Stored items:

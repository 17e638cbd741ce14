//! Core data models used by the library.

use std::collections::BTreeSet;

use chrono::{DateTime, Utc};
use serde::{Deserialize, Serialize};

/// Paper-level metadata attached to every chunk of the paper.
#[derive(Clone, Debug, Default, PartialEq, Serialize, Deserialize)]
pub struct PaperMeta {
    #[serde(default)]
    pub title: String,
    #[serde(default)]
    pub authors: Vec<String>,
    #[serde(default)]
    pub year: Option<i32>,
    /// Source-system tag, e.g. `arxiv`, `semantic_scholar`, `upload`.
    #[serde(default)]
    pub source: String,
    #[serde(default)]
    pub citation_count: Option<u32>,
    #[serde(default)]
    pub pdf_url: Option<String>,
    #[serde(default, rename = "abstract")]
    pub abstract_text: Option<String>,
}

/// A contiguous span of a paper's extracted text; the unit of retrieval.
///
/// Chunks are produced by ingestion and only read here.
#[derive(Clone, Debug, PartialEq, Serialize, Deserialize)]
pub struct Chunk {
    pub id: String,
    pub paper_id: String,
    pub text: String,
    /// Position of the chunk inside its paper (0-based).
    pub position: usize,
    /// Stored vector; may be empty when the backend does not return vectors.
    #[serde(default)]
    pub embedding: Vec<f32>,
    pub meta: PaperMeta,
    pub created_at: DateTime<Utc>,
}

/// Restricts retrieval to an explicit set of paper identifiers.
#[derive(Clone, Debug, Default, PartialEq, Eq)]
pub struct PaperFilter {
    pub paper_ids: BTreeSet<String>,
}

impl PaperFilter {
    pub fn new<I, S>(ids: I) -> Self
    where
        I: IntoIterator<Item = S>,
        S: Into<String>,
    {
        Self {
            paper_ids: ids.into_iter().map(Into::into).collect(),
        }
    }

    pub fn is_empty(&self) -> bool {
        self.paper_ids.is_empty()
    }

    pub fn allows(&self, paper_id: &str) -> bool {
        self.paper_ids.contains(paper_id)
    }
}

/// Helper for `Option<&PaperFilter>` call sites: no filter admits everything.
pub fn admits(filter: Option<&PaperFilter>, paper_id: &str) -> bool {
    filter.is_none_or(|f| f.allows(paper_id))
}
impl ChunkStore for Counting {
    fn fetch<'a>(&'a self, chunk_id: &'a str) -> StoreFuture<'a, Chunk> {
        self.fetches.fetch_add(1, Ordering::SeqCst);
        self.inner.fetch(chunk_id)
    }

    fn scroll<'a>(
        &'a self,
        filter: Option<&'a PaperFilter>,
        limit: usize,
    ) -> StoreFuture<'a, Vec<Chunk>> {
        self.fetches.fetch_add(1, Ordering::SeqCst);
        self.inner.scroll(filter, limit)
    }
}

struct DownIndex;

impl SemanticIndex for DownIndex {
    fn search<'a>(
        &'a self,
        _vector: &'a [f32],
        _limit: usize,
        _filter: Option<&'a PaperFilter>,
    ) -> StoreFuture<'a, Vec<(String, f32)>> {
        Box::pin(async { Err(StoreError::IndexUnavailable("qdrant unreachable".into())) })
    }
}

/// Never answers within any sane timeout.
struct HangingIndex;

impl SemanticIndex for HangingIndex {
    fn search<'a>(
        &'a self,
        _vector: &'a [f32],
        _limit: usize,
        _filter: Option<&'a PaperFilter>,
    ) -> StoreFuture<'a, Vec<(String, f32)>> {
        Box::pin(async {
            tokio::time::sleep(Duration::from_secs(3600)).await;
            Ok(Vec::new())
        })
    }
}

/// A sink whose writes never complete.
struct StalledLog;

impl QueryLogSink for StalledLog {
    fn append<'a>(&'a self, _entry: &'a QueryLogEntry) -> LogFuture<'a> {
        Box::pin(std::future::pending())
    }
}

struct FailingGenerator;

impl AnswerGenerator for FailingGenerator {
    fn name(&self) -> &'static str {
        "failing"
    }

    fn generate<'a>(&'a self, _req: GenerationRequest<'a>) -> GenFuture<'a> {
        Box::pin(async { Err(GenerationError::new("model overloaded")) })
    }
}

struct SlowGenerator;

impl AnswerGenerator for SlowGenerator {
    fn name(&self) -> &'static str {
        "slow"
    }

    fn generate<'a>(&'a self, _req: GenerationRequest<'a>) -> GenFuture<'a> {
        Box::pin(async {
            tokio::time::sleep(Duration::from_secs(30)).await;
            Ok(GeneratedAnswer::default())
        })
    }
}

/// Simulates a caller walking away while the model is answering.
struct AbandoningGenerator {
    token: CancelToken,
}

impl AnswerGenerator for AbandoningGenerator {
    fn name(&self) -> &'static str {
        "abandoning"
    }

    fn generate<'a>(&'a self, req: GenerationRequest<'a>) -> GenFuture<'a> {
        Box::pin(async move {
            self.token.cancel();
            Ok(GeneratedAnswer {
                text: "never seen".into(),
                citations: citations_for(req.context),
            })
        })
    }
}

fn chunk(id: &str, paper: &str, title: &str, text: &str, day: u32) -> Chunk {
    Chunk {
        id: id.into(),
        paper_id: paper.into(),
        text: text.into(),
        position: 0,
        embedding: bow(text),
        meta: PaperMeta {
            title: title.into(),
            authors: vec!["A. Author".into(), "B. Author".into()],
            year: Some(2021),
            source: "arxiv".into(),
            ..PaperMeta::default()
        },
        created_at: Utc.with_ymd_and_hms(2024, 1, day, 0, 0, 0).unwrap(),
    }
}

Directions: Every entry above needs to be copied exactly.

Response:
repository 17e638cbd741ce14
//! Core data models used by the library.

use std::collections::BTreeSet;

use chrono::{DateTime, Utc};
use serde::{Deserialize, Serialize};

/// Paper-level metadata attached to every chunk of the paper.
#[derive(Clone, Debug, Default, PartialEq, Serialize, Deserialize)]
pub struct PaperMeta {
    #[serde(default)]
    pub title: String,
    #[serde(default)]
    pub authors: Vec<String>,
    #[serde(default)]
    pub year: Option<i32>,
    /// Source-system tag, e.g. `arxiv`, `semantic_scholar`, `upload`.
    #[serde(default)]
    pub source: String,
    #[serde(default)]
    pub citation_count: Option<u32>,
    #[serde(default)]
    pub pdf_url: Option<String>,
    #[serde(default, rename = "abstract")]
    pub abstract_text: Option<String>,
}

/// A contiguous span of a paper's extracted text; the unit of retrieval.
///
/// Chunks are produced by ingestion and only read here.
#[derive(Clone, Debug, PartialEq, Serialize, Deserialize)]
pub struct Chunk {
    pub id: String,
    pub paper_id: String,
    pub text: String,
    /// Position of the chunk inside its paper (0-based).
    pub position: usize,
    /// Stored vector; may be empty when the backend does not return vectors.
    #[serde(default)]
    pub embedding: Vec<f32>,
    pub meta: PaperMeta,
    pub created_at: DateTime<Utc>,
}

/// Restricts retrieval to an explicit set of paper identifiers.
#[derive(Clone, Debug, Default, PartialEq, Eq)]
pub struct PaperFilter {
    pub paper_ids: BTreeSet<String>,
}

impl PaperFilter {
    pub fn new<I, S>(ids: I) -> Self
    where
        I: IntoIterator<Item = S>,
        S: Into<String>,
    {
        Self {
            paper_ids: ids.into_iter().map(Into::into).collect(),
        }
    }

    pub fn is_empty(&self) -> bool {
        self.paper_ids.is_empty()
    }

    pub fn allows(&self, paper_id: &str) -> bool {
        self.paper_ids.contains(paper_id)
    }
}

/// Helper for `Option<&PaperFilter>` call sites: no filter admits everything.
pub fn admits(filter: Option<&PaperFilter>, paper_id: &str) -> bool {
    filter.is_none_or(|f| f.allows(paper_id))
}
impl ChunkStore for Counting {
    fn fetch<'a>(&'a self, chunk_id: &'a str) -> StoreFuture<'a, Chunk> {
        self.fetches.fetch_add(1, Ordering::SeqCst);
        self.inner.fetch(chunk_id)
    }

    fn scroll<'a>(
        &'a self,
        filter: Option<&'a PaperFilter>,
        limit: usize,
    ) -> StoreFuture<'a, Vec<Chunk>> {
        self.fetches.fetch_add(1, Ordering::SeqCst);
        self.inner.scroll(filter, limit)
    }
}

struct DownIndex;

impl SemanticIndex for DownIndex {
    fn search<'a>(
        &'a self,
        _vector: &'a [f32],
        _limit: usize,
        _filter: Option<&'a PaperFilter>,
    ) -> StoreFuture<'a, Vec<(String, f32)>> {
        Box::pin(async { Err(StoreError::IndexUnavailable("qdrant unreachable".into())) })
    }
}

/// Never answers within any sane timeout.
struct HangingIndex;

impl SemanticIndex for HangingIndex {
    fn search<'a>(
        &'a self,
        _vector: &'a [f32],
        _limit: usize,
        _filter: Option<&'a PaperFilter>,
    ) -> StoreFuture<'a, Vec<(String, f32)>> {
        Box::pin(async {
            tokio::time::sleep(Duration::from_secs(3600)).await;
            Ok(Vec::new())
        })
    }
}

/// A sink whose writes never complete.
struct StalledLog;

impl QueryLogSink for StalledLog {
    fn append<'a>(&'a self, _entry: &'a QueryLogEntry) -> LogFuture<'a> {
        Box::pin(std::future::pending())
    }
}

struct FailingGenerator;

impl AnswerGenerator for FailingGenerator {
    fn name(&self) -> &'static str {
        "failing"
    }

    fn generate<'a>(&'a self, _req: GenerationRequest<'a>) -> GenFuture<'a> {
        Box::pin(async { Err(GenerationError::new("model overloaded")) })
    }
}

struct SlowGenerator;

impl AnswerGenerator for SlowGenerator {
    fn name(&self) -> &'static str {
        "slow"
    }

    fn generate<'a>(&'a self, _req: GenerationRequest<'a>) -> GenFuture<'a> {
        Box::pin(async {
            tokio::time::sleep(Duration::from_secs(30)).await;
            Ok(GeneratedAnswer::default())
        })
    }
}

/// Simulates a caller walking away while the model is answering.
struct AbandoningGenerator {
    token: CancelToken,
}

impl AnswerGenerator for AbandoningGenerator {
    fn name(&self) -> &'static str {
        "abandoning"
    }

    fn generate<'a>(&'a self, req: GenerationRequest<'a>) -> GenFuture<'a> {
        Box::pin(async move {
            self.token.cancel();
            Ok(GeneratedAnswer {
                text: "never seen".into(),
                citations: citations_for(req.context),
            })
        })
    }
}

fn chunk(id: &str, paper: &str, title: &str, text: &str, day: u32) -> Chunk {
    Chunk {
        id: id.into(),
        paper_id: paper.into(),
        text: text.into(),
        position: 0,
        embedding: bow(text),
        meta: PaperMeta {
            title: title.into(),
            authors: vec!["A. Author".into(), "B. Author".into()],
            year: Some(2021),
            source: "arxiv".into(),
            ..PaperMeta::default()
        },
        created_at: Utc.with_ymd_and_hms(2024, 1, day, 0, 0, 0).unwrap(),
    }
}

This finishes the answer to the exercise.